> _YOUR GOAL_
Could you write out each of the records below exactly?
DATA SUPPLIED Block Start
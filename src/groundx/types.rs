//! Shared types used by the GroundX client and helpers.

use reqwest::StatusCode;
use serde::Deserialize;

use thiserror::Error;

/// Errors returned while interacting with GroundX.
#[derive(Debug, Error)]
pub enum GroundXError {
    /// Base URL failed to parse or normalize.
    #[error("Invalid GroundX URL: {0}")]
    InvalidUrl(String),
    /// HTTP layer failed before receiving a response.
    #[error("HTTP request failed: {0}")]
    Http(#[from] reqwest::Error),
    /// GroundX responded with an unexpected status code.
    #[error("Unexpected GroundX response ({status}): {body}")]
    UnexpectedStatus {
        /// HTTP status returned from GroundX.
        status: StatusCode,
        /// Body payload associated with the failing response.
        body: String,
    },
}

/// Remote state of an ingest job as reported by GroundX.
#[derive(Debug, Clone, Copy, PartialEq, Eq)]
pub enum JobStatus {
    /// Accepted but not yet picked up by the parsing pipeline.
    Queued,
    /// Parsing in progress.
    Processing,
    /// Parsing finished; the X-Ray payload is available.
    Complete,
    /// Parsing failed on the remote side.
    Failed,
}

impl JobStatus {
    /// Map a vendor status string onto the local state machine.
    ///
    /// GroundX reports `training` while a document is being parsed and has grown
    /// new status strings over time; anything unrecognized is treated as still in
    /// flight so polling degrades to a timeout rather than a hard failure.
    pub fn from_remote(status: &str) -> Self {
        match status.to_ascii_lowercase().as_str() {
            "queued" => Self::Queued,
            "complete" => Self::Complete,
            "error" | "failed" | "cancelled" => Self::Failed,
            _ => Self::Processing,
        }
    }

    /// Whether the job has reached a terminal state.
    pub fn is_terminal(self) -> bool {
        matches!(self, Self::Complete | Self::Failed)
    }
}

/// Receipt returned by a document upload.
#[derive(Debug, Clone)]
pub struct IngestReceipt {
    /// Opaque identifier of the ingest job.
    pub process_id: String,
    /// Status reported at submission time, usually [`JobStatus::Queued`].
    pub status: JobStatus,
}

/// Snapshot of an ingest job returned by a status poll.
#[derive(Debug, Clone)]
pub struct IngestUpdate {
    /// Opaque identifier of the ingest job.
    pub process_id: String,
    /// Current remote state.
    pub status: JobStatus,
    /// Vendor diagnostic message, populated on failure when available.
    pub detail: Option<String>,
    /// Finished document reference, present once the job is complete.
    pub document: Option<DocumentRef>,
}

/// Reference to a document stored in a GroundX bucket.
#[derive(Debug, Clone)]
pub struct DocumentRef {
    /// Identifier assigned to the document by GroundX.
    pub document_id: String,
    /// File name the document was uploaded under.
    pub file_name: String,
    /// URL the X-Ray payload can be fetched from.
    pub xray_url: String,
}

#[derive(Deserialize)]
pub(crate) struct BucketListResponse {
    pub(crate) buckets: Vec<BucketDescription>,
}

#[derive(Deserialize)]
pub(crate) struct BucketCreateResponse {
    pub(crate) bucket: BucketDescription,
}

#[derive(Deserialize)]
#[serde(rename_all = "camelCase")]
pub(crate) struct BucketDescription {
    pub(crate) bucket_id: u64,
    pub(crate) name: String,
}

#[derive(Deserialize)]
pub(crate) struct IngestResponse {
    pub(crate) ingest: IngestReceiptWire,
}

#[derive(Deserialize)]
#[serde(rename_all = "camelCase")]
pub(crate) struct IngestReceiptWire {
    pub(crate) process_id: String,
    #[serde(default)]
    pub(crate) status: String,
}

#[derive(Deserialize)]
pub(crate) struct IngestStatusResponse {
    pub(crate) ingest: IngestStatusWire,
}

#[derive(Deserialize)]
#[serde(rename_all = "camelCase")]
pub(crate) struct IngestStatusWire {
    pub(crate) process_id: String,
    #[serde(default)]
    pub(crate) status: String,
    #[serde(default)]
    pub(crate) status_message: Option<String>,
    #[serde(default)]
    pub(crate) progress: Option<IngestProgress>,
}

#[derive(Deserialize)]
pub(crate) struct IngestProgress {
    #[serde(default)]
    pub(crate) complete: Option<IngestStage>,
}

#[derive(Deserialize)]
pub(crate) struct IngestStage {
    #[serde(default)]
    pub(crate) documents: Vec<DocumentWire>,
}

#[derive(Deserialize)]
pub(crate) struct DocumentListResponse {
    #[serde(default)]
    pub(crate) documents: Vec<DocumentWire>,
}

#[derive(Deserialize)]
#[serde(rename_all = "camelCase")]
pub(crate) struct DocumentWire {
    #[serde(default)]
    pub(crate) document_id: String,
    #[serde(default)]
    pub(crate) file_name: String,
    #[serde(default)]
    pub(crate) xray_url: String,
}

impl From<DocumentWire> for DocumentRef {
    fn from(wire: DocumentWire) -> Self {
        Self {
            document_id: wire.document_id,
            file_name: wire.file_name,
            xray_url: wire.xray_url,
        }
    }
}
DATA SUPPLIED Block End
> _SOLUTION TO THIS PROBLEM_
filename src/groundx/types.rs
//! Shared types used by the GroundX client and helpers.

use reqwest::StatusCode;
use serde::Deserialize;

use thiserror::Error;

/// Errors returned while interacting with GroundX.
#[derive(Debug, Error)]
pub enum GroundXError {
    /// Base URL failed to parse or normalize.
    #[error("Invalid GroundX URL: {0}")]
    InvalidUrl(String),
    /// HTTP layer failed before receiving a response.
    #[error("HTTP request failed: {0}")]
    Http(#[from] reqwest::Error),
    /// GroundX responded with an unexpected status code.
    #[error("Unexpected GroundX response ({status}): {body}")]
    UnexpectedStatus {
        /// HTTP status returned from GroundX.
        status: StatusCode,
        /// Body payload associated with the failing response.
        body: String,
    },
}

/// Remote state of an ingest job as reported by GroundX.
#[derive(Debug, Clone, Copy, PartialEq, Eq)]
pub enum JobStatus {
    /// Accepted but not yet picked up by the parsing pipeline.
    Queued,
    /// Parsing in progress.
    Processing,
    /// Parsing finished; the X-Ray payload is available.
    Complete,
    /// Parsing failed on the remote side.
    Failed,
}

impl JobStatus {
    /// Map a vendor status string onto the local state machine.
    ///
    /// GroundX reports `training` while a document is being parsed and has grown
    /// new status strings over time; anything unrecognized is treated as still in
    /// flight so polling degrades to a timeout rather than a hard failure.
    pub fn from_remote(status: &str) -> Self {
        match status.to_ascii_lowercase().as_str() {
            "queued" => Self::Queued,
            "complete" => Self::Complete,
            "error" | "failed" | "cancelled" => Self::Failed,
            _ => Self::Processing,
        }
    }

    /// Whether the job has reached a terminal state.
    pub fn is_terminal(self) -> bool {
        matches!(self, Self::Complete | Self::Failed)
    }
}

/// Receipt returned by a document upload.
#[derive(Debug, Clone)]
pub struct IngestReceipt {
    /// Opaque identifier of the ingest job.
    pub process_id: String,
    /// Status reported at submission time, usually [`JobStatus::Queued`].
    pub status: JobStatus,
}

/// Snapshot of an ingest job returned by a status poll.
#[derive(Debug, Clone)]
pub struct IngestUpdate {
    /// Opaque identifier of the ingest job.
    pub process_id: String,
    /// Current remote state.
    pub status: JobStatus,
    /// Vendor diagnostic message, populated on failure when available.
    pub detail: Option<String>,
    /// Finished document reference, present once the job is complete.
    pub document: Option<DocumentRef>,
}

/// Reference to a document stored in a GroundX bucket.
#[derive(Debug, Clone)]
pub struct DocumentRef {
    /// Identifier assigned to the document by GroundX.
    pub document_id: String,
    /// File name the document was uploaded under.
    pub file_name: String,
    /// URL the X-Ray payload can be fetched from.
    pub xray_url: String,
}

#[derive(Deserialize)]
pub(crate) struct BucketListResponse {
    pub(crate) buckets: Vec<BucketDescription>,
}

#[derive(Deserialize)]
pub(crate) struct BucketCreateResponse {
    pub(crate) bucket: BucketDescription,
}

#[derive(Deserialize)]
#[serde(rename_all = "camelCase")]
pub(crate) struct BucketDescription {
    pub(crate) bucket_id: u64,
    pub(crate) name: String,
}

#[derive(Deserialize)]
pub(crate) struct IngestResponse {
    pub(crate) ingest: IngestReceiptWire,
}

#[derive(Deserialize)]
#[serde(rename_all = "camelCase")]
pub(crate) struct IngestReceiptWire {
    pub(crate) process_id: String,
    #[serde(default)]
    pub(crate) status: String,
}

#[derive(Deserialize)]
pub(crate) struct IngestStatusResponse {
    pub(crate) ingest: IngestStatusWire,
}

#[derive(Deserialize)]
#[serde(rename_all = "camelCase")]
pub(crate) struct IngestStatusWire {
    pub(crate) process_id: String,
    #[serde(default)]
    pub(crate) status: String,
    #[serde(default)]
    pub(crate) status_message: Option<String>,
    #[serde(default)]
    pub(crate) progress: Option<IngestProgress>,
}

#[derive(Deserialize)]
pub(crate) struct IngestProgress {
    #[serde(default)]
    pub(crate) complete: Option<IngestStage>,
}

#[derive(Deserialize)]
pub(crate) struct IngestStage {
    #[serde(default)]
    pub(crate) documents: Vec<DocumentWire>,
}

#[derive(Deserialize)]
pub(crate) struct DocumentListResponse {
    #[serde(default)]
    pub(crate) documents: Vec<DocumentWire>,
}

#[derive(Deserialize)]
#[serde(rename_all = "camelCase")]
pub(crate) struct DocumentWire {
    #[serde(default)]
    pub(crate) document_id: String,
    #[serde(default)]
    pub(crate) file_name: String,
    #[serde(default)]
    pub(crate) xray_url: String,
}

impl From<DocumentWire> for DocumentRef {
    fn from(wire: DocumentWire) -> Self {
        Self {
            document_id: wire.document_id,
            file_name: wire.file_name,
            xray_url: wire.xray_url,
        }
    }
}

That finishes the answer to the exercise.